It takes a helluva lot of courage to make something as nakedly anti-superstition as Charak, especially at a time when primitivism and tribalism are being favoured by a particular genre of moviemakers who have patented blind-faith as unquestionable .
Forget humour, this genre doesn’t even recognize cynicism as a legitimate response to superstition.
Producer Sudipto Sen and director Sheiladitya Moulik deserve praise for opening up the dark dangerous dungeon of sinister superstitiousness. Yes, child sacrifice also comes into prey, as layer after later of fetishisized ritualism comes undone in a storytelling pattern that embraces messiness as the only means of decoding minds which are blinded to rational thoughts.
It took me some time to figure out the inter-relationhips between the tribal characters who are seen as a closely-knit community of blurred individuals and distant desires. This is perhaps a deliberate device in the storytelling: the huddle of collective conspiracy makes the eventual horror of ritualistic excesses even more chilling.
Standing above the melee of sinister superstitiouness is the cop-hero Subhas Sharma (Sahidur Rahaman, trying hard to convey the clenched intensity of Amitabh Bachchan in Zanjeer) newly posted in the tribal area where the annual Charak festival is around the corner.

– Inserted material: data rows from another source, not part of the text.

use crossterm::event::{KeyCode, KeyEvent};
use dbrowse_core::filter::{FilterOperator, RowFilter, WhereCondition};
use ratatui::layout::Rect;
use ratatui::text::{Line, Span};
use ratatui::widgets::Paragraph;
use ratatui::Frame;

use super::{list_step, step_selection};
use crate::context::AppContext;
use crate::navigation::ViewMode;
use crate::screen::{typed_char, Effect, Handoff, Reaction, Screen};
use crate::widgets::{dim_line, error_line, highlight, list_line, panel};

const HELP: &[(&str, &str)] = &[
    ("a", "add condition"),
    ("e", "edit"),
    ("d", "delete"),
    ("C", "clear all"),
    ("Enter", "apply"),
    ("Esc", "back"),
];

#[derive(Debug, Clone, Copy, PartialEq, Eq, Default)]
enum FormFocus {
    #[default]
    Column,
    Operator,
    Value,
}

impl FormFocus {
    fn next(self) -> Self {
        match self {
            Self::Column => Self::Operator,
            Self::Operator => Self::Value,
            Self::Value => Self::Column,
        }
    }

    fn previous(self) -> Self {
        match self {
            Self::Column => Self::Value,
            Self::Operator => Self::Column,
            Self::Value => Self::Operator,
        }
    }
}

#[derive(Debug, Clone, Default)]
struct ConditionForm {
    /// Index of the condition being replaced; `None` appends.
    editing: Option<usize>,
    column: usize,
    operator: FilterOperator,
    value: String,
    focus: FormFocus,
}

impl ConditionForm {
    fn condition(&self, columns: &[String]) -> WhereCondition {
        let column = columns.get(self.column).cloned().unwrap_or_default();
        WhereCondition::new(column, self.operator, self.value.trim())
    }
}

/// Builds the row filter applied to the table shown in results.
#[derive(Debug, Default)]
pub struct WhereView {
    columns: Vec<String>,
    conditions: Vec<WhereCondition>,
    selected: usize,
    form: Option<ConditionForm>,
    error: Option<String>,
}

impl WhereView {
    #[must_use]
    pub fn new() -> Self {
        Self::default()
    }

    fn open_form(&mut self, editing: Option<usize>) {
        let form = match editing.and_then(|index| self.conditions.get(index)) {
            Some(condition) => ConditionForm {
                editing,
                column: self
                    .columns
                    .iter()
                    .position(|column| *column == condition.column)
                    .unwrap_or(0),
                operator: condition.operator,
                value: condition.value.clone(),
                focus: FormFocus::Value,
            },
            None => ConditionForm::default(),
        };
        self.error = None;
        self.form = Some(form);
    }

    fn handle_form_key(&mut self, key: KeyEvent) {
        let Some(form) = self.form.as_mut() else {
            return;
        };
        match (form.focus, key.code) {
            (_, KeyCode::Esc) => {
                self.form = None;
                self.error = None;
            }
            (_, KeyCode::Tab) => form.focus = form.focus.next(),
            (_, KeyCode::BackTab) => form.focus = form.focus.previous(),
            (_, KeyCode::Enter) => self.save_form(),
            (FormFocus::Column, KeyCode::Right) if !self.columns.is_empty() => {
                form.column = (form.column + 1) % self.columns.len();
            }
            (FormFocus::Column, KeyCode::Left) if !self.columns.is_empty() => {
                form.column = (form.column + self.columns.len() - 1) % self.columns.len();
            }
            (FormFocus::Operator, KeyCode::Right) => form.operator = form.operator.next(),
            (FormFocus::Operator, KeyCode::Left) => form.operator = form.operator.previous(),
            (FormFocus::Value, KeyCode::Backspace) => {
                form.value.pop();
            }
            (FormFocus::Value, _) => {
                if let Some(c) = typed_char(&key) {
                    form.value.push(c);
                }
            }
            _ => {}
        }
    }

    fn save_form(&mut self) {
        let Some(form) = self.form.as_ref() else {
            return;
        };
        let condition = form.condition(&self.columns);
        if let Err(error) = condition.validate() {
            self.error = Some(error.to_string());
            return;
        }
        match form.editing {
            Some(index) if index < self.conditions.len() => self.conditions[index] = condition,
            _ => {
                self.conditions.push(condition);
                self.selected = self.conditions.len() - 1;
            }
        }
        self.form = None;
        self.error = None;
    }

    fn render_form(&self, form: &ConditionForm) -> Vec<Line<'static>> {
        let column = self
            .columns
            .get(form.column)
            .cloned()
            .unwrap_or_default();
        let value = if form.operator.takes_value() {
            form.value.clone()
        } else {
            "(no value)".to_string()
        };
        [
            (FormFocus::Column, "Column", format!("< {column} >")),
            (FormFocus::Operator, "Operator", format!("< {} >", form.operator.symbol())),
            (FormFocus::Value, "Value", value),
        ]
        .into_iter()
        .map(|(focus, label, value)| {
            let text = format!("{label:<9} {value}");
            if form.focus == focus {
                Line::from(Span::styled(format!("> {text}"), highlight()))
            } else {
                Line::from(format!("  {text}"))
            }
        })
        .collect()
    }
}

impl Screen for WhereView {
    fn mode(&self) -> ViewMode {
        ViewMode::Where
    }

    fn handle_key(&mut self, key: KeyEvent, _ctx: &mut AppContext) -> Reaction {
        if self.form.is_some() {
            self.handle_form_key(key);
            return Reaction::none();
        }
        if let Some(step) = list_step(&key) {
            self.selected = step_selection(self.selected, self.conditions.len(), step);
            return Reaction::none();
        }

        match key.code {
            KeyCode::Esc => Reaction::effect(Effect::Pop {
                fallback: ViewMode::Results,
            }),
            KeyCode::Enter => {
                let filter = RowFilter {
                    conditions: self.conditions.clone(),
                };
                Reaction::effect(Effect::Handoff(
                    ViewMode::Results,
                    Handoff::ApplyFilter(filter),
                ))
                .with_effect(Effect::Pop {
                    fallback: ViewMode::Results,
                })
            }
            KeyCode::Char('a') if !self.columns.is_empty() => {
                self.open_form(None);
                Reaction::none()
            }
            KeyCode::Char('e') if self.selected < self.conditions.len() => {
                self.open_form(Some(self.selected));
                Reaction::none()
            }
            KeyCode::Char('d') if self.selected < self.conditions.len() => {
                self.conditions.remove(self.selected);
                self.selected = self.selected.min(self.conditions.len().saturating_sub(1));
                Reaction::none()
            }
            KeyCode::Char('C') => {
                self.conditions.clear();
                self.selected = 0;
                Reaction::none()
            }
            _ => Reaction::none(),
        }
    }

    fn accept(&mut self, handoff: Handoff, _ctx: &mut AppContext) -> Reaction {
        if let Handoff::EditFilter { columns, filter } = handoff {
            self.columns = columns;
            self.conditions = filter.conditions;
            self.selected = 0;
            self.form = None;
            self.error = None;
        }
        Reaction::none()
    }

    fn render(&self, frame: &mut Frame<'_>, area: Rect, _ctx: &AppContext) {
        let mut lines = Vec::new();
        if self.conditions.is_empty() {
            lines.push(dim_line("No conditions; rows are unfiltered"));
        }
        for (index, condition) in self.conditions.iter().enumerate() {
            let prefix = if index == 0 { "WHERE" } else { "AND" };
            lines.push(list_line(
                format!("{prefix} {}", condition.describe()),
                index == self.selected && self.form.is_none(),
            ));
        }
        if let Some(form) = &self.form {
            lines.push(Line::from(""));
            lines.extend(self.render_form(form));
        }
        if let Some(error) = &self.error {
            lines.push(error_line(error));
        }
        frame.render_widget(Paragraph::new(lines).block(panel("Filter rows")), area);
    }

    fn captures_text(&self) -> bool {
        self.form.is_some()
    }

    fn claims_key(&self, key: &KeyEvent) -> bool {
        self.form.is_some() && matches!(key.code, KeyCode::Tab | KeyCode::BackTab)
    }

    fn help(&self) -> &'static [(&'static str, &'static str)] {
        HELP
    }
}
#[cfg(test)]
mod tests {
    use crossterm::event::KeyCode;
    use dbrowse_core::chat::ChatRole;

    use super::ChatView;
    use crate::context::AppContext;
    use crate::navigation::ViewMode;
    use crate::screen::{Effect, Handoff, Reaction, Screen};
    use crate::testing::{chr, connected, context, ctrl, key};

    async fn settle_first(view: &mut ChatView, ctx: &mut AppContext, mut reaction: Reaction) {
        let completion = reaction.tasks.remove(0).run().await;
        let _ = view.handle_completion(completion, ctx);
    }

    #[tokio::test]
    async fn consent_is_persisted_and_loads_models() {
        let (mut ctx, _dir) = context();
        let mut view = ChatView::new();
        assert!(view.on_enter(&mut ctx).is_empty());

        let reaction = view.handle_key(chr('y'), &mut ctx);
        settle_first(&mut view, &mut ctx, reaction).await;

        assert!(ctx.config.config().ai.consent);
        let saved = std::fs::read_to_string(ctx.config.path()).expect("config written");
        assert!(saved.contains("consent = true"));
        assert_eq!(view.models, ["llama3", "sqlcoder"]);
    }

    #[tokio::test]
    async fn sending_includes_the_schema_prompt() {
        let (mut ctx, _dir, _data) = connected();
        ctx.config.config_mut().ai.consent = true;
        let mut view = ChatView::new();
        let reaction = view.on_enter(&mut ctx);
        settle_first(&mut view, &mut ctx, reaction).await;

        for c in "top users?".chars() {
            let _ = view.handle_key(chr(c), &mut ctx);
        }
        let reaction = view.handle_key(key(KeyCode::Enter), &mut ctx);
        settle_first(&mut view, &mut ctx, reaction).await;

        assert!(view.input.is_empty());
        assert_eq!(view.transcript.len(), 2);
        assert_eq!(view.transcript[1].role, ChatRole::Assistant);
        assert!(view.transcript[1].content.starts_with("llama3 read 2 messages."));
    }

    #[tokio::test]
    async fn last_sql_block_goes_to_the_editor() {
        let (mut ctx, _dir, _data) = connected();
        ctx.config.config_mut().ai.consent = true;
        let mut view = ChatView::new();
        let reaction = view.on_enter(&mut ctx);
        settle_first(&mut view, &mut ctx, reaction).await;
        assert_eq!(
            view.handle_key(ctrl('e'), &mut ctx).effects,
            [Effect::Status("No SQL in the last reply".to_string())]
        );

        let _ = view.handle_key(chr('?'), &mut ctx);
        let reaction = view.handle_key(key(KeyCode::Enter), &mut ctx);
        settle_first(&mut view, &mut ctx, reaction).await;

        let reaction = view.handle_key(ctrl('e'), &mut ctx);
        assert_eq!(
            reaction.effects,
            [
                Effect::Handoff(
                    ViewMode::Editor,
                    Handoff::EditorText("SELECT id FROM users;".to_string())
                ),
                Effect::Push(ViewMode::Editor),
            ]
        );
    }

    #[tokio::test]
    async fn model_choice_is_saved() {
        let (mut ctx, _dir) = context();
        ctx.config.config_mut().ai.consent = true;
        ctx.config.config_mut().ai.model = Some("sqlcoder".to_string());
        let mut view = ChatView::new();
        let reaction = view.on_enter(&mut ctx);
        settle_first(&mut view, &mut ctx, reaction).await;
        assert_eq!(view.selected_model(), Some("sqlcoder"));

        let _ = view.handle_key(ctrl('n'), &mut ctx);
        assert_eq!(ctx.config.config().ai.model.as_deref(), Some("llama3"));
    }

    #[test]
    fn revoking_consent_clears_the_transcript() {
        let (mut ctx, _dir) = context();
        ctx.config.config_mut().ai.consent = true;
        let mut view = ChatView::new();
        view.transcript
            .push(dbrowse_core::chat::ChatMessage::user("hello"));

        let _ = view.handle_key(ctrl('r'), &mut ctx);
        assert!(!ctx.config.config().ai.consent);
        assert!(view.transcript.is_empty());
        assert_eq!(
            view.handle_key(key(KeyCode::Esc), &mut ctx).effects,
            [Effect::Pop {
                fallback: ViewMode::Browser
            }]
        );
    }
}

This is when taboo rituals come storming to the surface. Subhas and his free-spirited wife Shefali(the underrated Anjali Patil) are trying desperately to have a child. She can see what her husband can’t: the light side of their desperate procreation attempts.
“The best thing about not having a child is we are liberated from using condoms and contraceptives,” Shefali jokes.
Subhas is not amused. This is not the place for lighthearted banter.
Some of the locals too face progeny issues, leaning into occultism when science fails. The tangled relationship between two local men Sukumar(Shashi Bhushan) and Bikas (Subrat Dutt) and the two male children in their lives Birsa(Sankhadeep Bannerjee, looking a little to urban for the role) and Kanu(Shounak Shyamal) is hued in haziness and selfdoubt: I am not sure even the characters in that amorphous inhabitance know what they share amongst themselves.
It is a world of ill-defined borders, easily crossed, comfortably abused. Charak makes telling use of the cryptic topography brimming with ominous secrets. The co-cinematographers (Manas Bhattacharyya, Prasantanu Mohapatra)lens the looming haze with a steady gaze.
The film sucks you in, but doesn’t always know what to do with our attention after grabbing it. What works well is the pursed-lipped confounded characters’ blind reliance on the inexplicable to bail them out of urgent crises. This is a film that needs to be seen for telling us what Kantara never would: faith and religion without borders is not recommended.